38 Justice Mason described this simply as the requirement that there be a “genuine” treaty. 56 Austl. LJ.R. at 651. Justice Stephen, on the other hand, considered that a treaty which could be said to be a case of “a foreign government lending itself as an accommodation party so as to bring a particular subject-matter within the other party’s treaty power” would not fall within the scope of the external affairs power. Id. at 645. Justice Brennan suggested a less sinister variation. He disqualified those obligations accepted under a “colourable” attempt to convert a matter of international concern into an external affair. This is where a treaty obligation has been assumed merely as a means of conferring legislative power upon the Commonwealth Parliament. Id. at 664.

39 Prohibition of Discrimination Act 1966 (S. Austl.).

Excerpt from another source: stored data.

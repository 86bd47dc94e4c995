//! Application Layer (Use Cases)
//!
//! Application services orchestrate domain operations across stores.

mod document_service;
mod folder_service;
mod hr_service;
mod marketing_service;
mod pipeline_service;
mod signature_service;

#[cfg(test)]
pub(crate) mod testing;

pub use document_service::DocumentService;
pub use folder_service::FolderService;
pub use hr_service::HrService;
pub use marketing_service::MarketingService;
pub use pipeline_service::{PipelineService, StageTotals};
pub use signature_service::SignatureService;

40 56 Austl. LJ.R. at 632.

41 Id. at 633-34, 638. Justice Wilson’s approach was similar, id. at 658. The category included the extradition of fugitive offenders to other countries, McKelvey v. Meagher, 4 C.L.R. 265 (1906); the prohibition of the publication of material that could create antagonism within Australia against the government of a country with which Australia maintained friendly relations, R. v. Sharkey, 79 C.L.R. 121 (1949); the vesting of sovereignty in areas outside Australia, New South Wales v. Commonwealth (Seas and Submerged Lands case), 135 C.L.R. 337 (1975); the deportation of aliens, Robtelmes v. Brenan, 4 C.L.R. 395 (1906); and the implementation of treaties of peace, Roche v. Kronheimer, 29 C.L.R. 329 (1921); Jolley v. Mainka, 49 C.L.R. 242 (1933). The less obviously international Burgess case, 55 C.L.R. 608 (1936), was explained as affecting the relations between Australia and other nations “in some direct way”; intrastate practice has an effect on interstate and overseas air navigation since all aircraft use the same facilities and must obey the same rules.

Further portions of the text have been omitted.